On Fri, 3 Sep 2010, technology inspired wrote:
How can one define the list of allowed stopwords in StandardAnalyzer? According to Lucene Java API doc, a set should be defined in Constructor to include the list of allowed Stopwords. I want to avoid skipping few words like "The", "on", "off" from being not indexed while using StandardAnalyzer. How one would define such a constructor in PyLucene?

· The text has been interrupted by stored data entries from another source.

use crate::domain::model::User;
use crate::utils::error::Result;
use futures::stream::{BoxStream, Stream};

/// Lazily fetched users. Yields `Err` once and ends if the exchange fails.
pub type UserStream = BoxStream<'static, Result<User>>;

pub trait ConfigProvider: Send + Sync {
    fn api_url(&self) -> &str;
}

pub trait UserApi: Send + Sync {
    /// Fetch up to `limit` users, blocking the calling thread.
    fn fetch_users_blocking(&self, limit: i32) -> Result<Vec<User>>;

    /// Fetch users as a stream.
    ///
    /// `limit` must emit at most one value. It is awaited synchronously on
    /// the calling thread before the stream is built, so a failing source
    /// is reported here and not through the stream.
    fn fetch_users_reactive<S, E>(&self, limit: S) -> Result<UserStream>
    where
        S: Stream<Item = std::result::Result<i32, E>>,
        E: std::error::Error + Send + Sync + 'static;
}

Stop words can be passed to StandardAnalyzer via a Set instance. To do this you can either: - add java.util.HashSet to PyLucene's jcc invocation in Makefile, rebuild PyLucene and then use a HashSet instance (in the Makefile, look for java.util.Arrays and add java.util.HashSet below). - use the JavaSet class in the collections.py module that is installed with PyLucene. The JavaSet class is a Python class that extends PythonSet, a Java class that implements the java.util.Set interface. JavaSet takes a set instance, wraps it and makes its elements accessible to Java via the java.util.Set interface. For example: >>> from lucene import * >>> from lucene.collections import JavaSet >>> initVM() <jcc.JCCEnv object at 0x10040a0d8> >>> a=set(['foo', 'bar', 'baz']) >>> b=JavaSet(a) >>> b <JavaSet: org.apache.pylucene.util.python...@424ecfdd> >>> StandardAnalyzer(Version.LUCENE_CURRENT, b) <StandardAnalyzer: org.apache.lucene.analysis.standard.standardanaly...@4430d82d> Andi..